I’ve had my sunglasses on, prepared for this moment. Sure, all the bright light’s and sounds buzzing for the debut of iPhone 3G has finally won over first-timers, and tempted many early-adopters into upgraders.

But not this guy. No thanks.

So let’s cover the basics: it’s plastic, it’s faster (which is very subjective), and it has GPS.

And?

While great for those who haven’t been able to enjoy the touch screen splendor, us grounded folks are fine with what we have. Sexy-gun metal back, comparable EDGE network speeds (it’s a cell phone: let’s be realistic here). And, what’s great is Steve Jobs and co. haven’t left us in the dark.

Firmware update 2.0 rolled out over the past couple days, introducing a slew of new features to non-upgraders, Gen 1-sustainers. While they do not transform your phone completely, the latest and greatest offerings from Apple certainly will change your experience significantly enough, so that those 3G’rs don’t leave us feeling cheated.

Push-email (getting your e-mail updated as they come in, versus timed updates) makes keeping up with correspondance simpler and more organized. For the workaholics out there, iPhone 2.0 now accepts Microsoft Exchange accounts, allowing to check work emails while trying to relax during the weekends. Blah, it’s there, use it if you need to. And, when trying to get delete all those pesky e-mails you have been so carefully trying to avoid, users can now multi-trash messages, rather than the painful one-by-one method the earlier system has adopted.

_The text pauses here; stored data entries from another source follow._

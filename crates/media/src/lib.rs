//! # Kinnect Media Crate
//!
//! Media uploads: the object storage abstraction with its S3 and local-disk
//! backends, best-effort thumbnail rendering, and the service that keeps
//! stored objects and `media` rows in step.

pub mod service;
pub mod storage;
pub mod thumbnail;

pub use service::{remove_objects, MediaService, UploadedFile};
pub use storage::{from_config as store_from_config, LocalStore, ObjectStore, StorageError};
#[cfg(feature = "s3")]
pub use storage::S3Store;
//! Error types and the JSON envelope for the gateway layer

use axum::{
    extract::rejection::{JsonRejection, QueryRejection},
    extract::multipart::MultipartError,
    http::StatusCode,
    response::{IntoResponse, Response},
    Json,
};
use serde::Serialize;
use thiserror::Error;
use tracing::error;
use utoipa::ToSchema;

use kinnect_database::ServiceError;

pub const INTERNAL_ERROR_MESSAGE: &str = "Internal server error";

/// One itemized validation failure.
#[derive(Debug, Clone, PartialEq, Eq, Serialize, ToSchema)]
pub struct FieldError {
    pub field: String,
    pub message: String,
}

impl FieldError {
    pub fn new(field: impl Into<String>, message: impl Into<String>) -> Self {
        Self {
            field: field.into(),
            message: message.into(),
        }
    }
}

/// Body of every failed request.
#[derive(Debug, Serialize, ToSchema)]
pub struct ErrorResponse {
    pub success: bool,
    pub message: String,
    #[serde(skip_serializing_if = "Option::is_none")]
    pub errors: Option<Vec<FieldError>>,
}

/// Body of every successful request.
#[derive(Debug, Serialize)]
pub struct ApiResponse<T> {
    pub success: bool,
    #[serde(skip_serializing_if = "Option::is_none")]
    pub message: Option<String>,
    pub data: T,
}

impl<T: Serialize> ApiResponse<T> {
    pub fn ok(data: T) -> Self {
        Self {
            success: true,
            message: None,
            data,
        }
    }

    pub fn with_message(message: impl Into<String>, data: T) -> Self {
        Self {
            success: true,
            message: Some(message.into()),
            data,
        }
    }
}

impl ApiResponse<()> {
    pub fn message(message: impl Into<String>) -> Self {
        Self::with_message(message, ())
    }
}

impl<T: Serialize> IntoResponse for ApiResponse<T> {
    fn into_response(self) -> Response {
        Json(self).into_response()
    }
}

#[derive(Debug, Error)]
#[error("{message}")]
pub struct ApiError {
    pub status: StatusCode,
    pub message: String,
    pub errors: Vec<FieldError>,
}

impl ApiError {
    pub fn new(status: StatusCode, message: impl Into<String>) -> Self {
        Self {
            status,
            message: message.into(),
            errors: Vec::new(),
        }
    }

    pub fn bad_request(message: impl Into<String>) -> Self {
        Self::new(StatusCode::BAD_REQUEST, message)
    }

    pub fn unauthorized(message: impl Into<String>) -> Self {
        Self::new(StatusCode::UNAUTHORIZED, message)
    }

    pub fn forbidden(message: impl Into<String>) -> Self {
        Self::new(StatusCode::FORBIDDEN, message)
    }

    pub fn not_found(message: impl Into<String>) -> Self {
        Self::new(StatusCode::NOT_FOUND, message)
    }

    pub fn too_many_requests() -> Self {
        Self::new(
            StatusCode::TOO_MANY_REQUESTS,
            "Too many requests, please try again later",
        )
    }

    pub fn validation(errors: Vec<FieldError>) -> Self {
        Self {
            status: StatusCode::BAD_REQUEST,
            message: "Validation failed".to_string(),
            errors,
        }
    }

    /// Log the cause and hide it from the client.
    pub fn internal(cause: impl std::fmt::Display) -> Self {
        error!(error = %cause, "request failed");
        Self::new(StatusCode::INTERNAL_SERVER_ERROR, INTERNAL_ERROR_MESSAGE)
    }
}

impl IntoResponse for ApiError {
    fn into_response(self) -> Response {
        let body = ErrorResponse {
            success: false,
            message: self.message,
            errors: (!self.errors.is_empty()).then_some(self.errors),
        };
        (self.status, Json(body)).into_response()
    }
}

pub type ApiResult<T> = Result<T, ApiError>;

impl From<ServiceError> for ApiError {
    fn from(error: ServiceError) -> Self {
        match error {
            ServiceError::NotFound(message) => Self::not_found(message),
            ServiceError::Forbidden(message) => Self::forbidden(message),
            ServiceError::BadRequest(message) => Self::bad_request(message),
            ServiceError::Unauthorized(message) => Self::unauthorized(message),
            other @ (ServiceError::Storage(_)
            | ServiceError::Database(_)
            | ServiceError::Internal(_)) => Self::internal(other),
        }
    }
}

impl From<JsonRejection> for ApiError {
    fn from(rejection: JsonRejection) -> Self {
        let status = match rejection.status() {
            StatusCode::PAYLOAD_TOO_LARGE => StatusCode::PAYLOAD_TOO_LARGE,
            StatusCode::UNSUPPORTED_MEDIA_TYPE => StatusCode::UNSUPPORTED_MEDIA_TYPE,
            _ => StatusCode::BAD_REQUEST,
        };
        Self::new(status, rejection.body_text())
    }
}

impl From<QueryRejection> for ApiError {
    fn from(rejection: QueryRejection) -> Self {
        Self::bad_request(rejection.body_text())
    }
}

impl From<MultipartError> for ApiError {
    fn from(error: MultipartError) -> Self {
        match error.status() {
            StatusCode::PAYLOAD_TOO_LARGE => {
                Self::new(StatusCode::PAYLOAD_TOO_LARGE, "File is too large")
            }
            status if status.is_client_error() => Self::bad_request(error.body_text()),
            _ => Self::internal(error.body_text()),
        }
    }
}

#[cfg(test)]
mod tests {
    use super::*;

    #[test]
    fn service_errors_map_to_status_codes() {
        let cases = [
            (ServiceError::not_found("Family"), StatusCode::NOT_FOUND),
            (ServiceError::forbidden("no"), StatusCode::FORBIDDEN),
            (ServiceError::bad_request("no"), StatusCode::BAD_REQUEST),
            (ServiceError::unauthorized("no"), StatusCode::UNAUTHORIZED),
            (ServiceError::storage("bucket gone"), StatusCode::INTERNAL_SERVER_ERROR),
        ];
        for (error, status) in cases {
            assert_eq!(ApiError::from(error).status, status);
        }
    }

    #[test]
    fn server_errors_hide_their_cause() {
        let error = ApiError::from(ServiceError::internal("disk on fire"));
        assert_eq!(error.message, INTERNAL_ERROR_MESSAGE);
    }

    #[test]
    fn envelope_omits_empty_field_errors() {
        let body = serde_json::to_value(ErrorResponse {
            success: false,
            message: "Family not found".to_string(),
            errors: None,
        })
        .unwrap();
        assert_eq!(body["success"], false);
        assert!(body.get("errors").is_none());

        let ok = serde_json::to_value(ApiResponse::ok(1)).unwrap();
        assert_eq!(ok["success"], true);
        assert!(ok.get("message").is_none());
        assert_eq!(ok["data"], 1);
    }
}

Email aside, the biggest addition, and probably the only one really worth mentioning, is the App Store, providing applications created by developers world-wide. To iPhone Jailbreakers, this isn’t the latest and greatest under the sun. But this official introduction’s fixes the jailbreak battery drain, which came from applications continuing to run and use power, even though they technically aren’t in use. Jobs alluded to this in the iPhone 3G keynote earlier this summer, and seems to have made good on it.

Downloading applications doesn’t necessarily require a wi-fi connection that the iPhone iTunes store does, but you certainly do benefit from being able to download and install apps at a much faster rate. You can read more about the finer workings of the App Store at Apple’s official site.

Apple really does offer an application for almost everything and anyone, and does feature a decent amount of free apps. While I have only partook in the freebies, there were a few relatively cheap apps, such as a complete NY Subway System listing, that I will most likely purchase.

Also, not to downplay my own critique, but Gizmodo live-blogged their app testing, which, of course, puts mine to shame.

So far, my free favorites are:

- Remote : allows users to control their iTunes library wirelessly over their home network. The response time is super quick, and displays just as if I were playing music on my phone:

- Save Benjis: a great app for those who like to price match ANYTHING. Say you’re in Best Buy, and you’re not totally convinced they have the best deal on that LCDTV you have eye on. Save Benjis’ easy to use search by keyword (and for even more specific terms, search by Barcode!) blankets the web for the product, and lists out prices the competitors offer. Certainly going to be using this gem in a few weeks. Samsung LCD here I come!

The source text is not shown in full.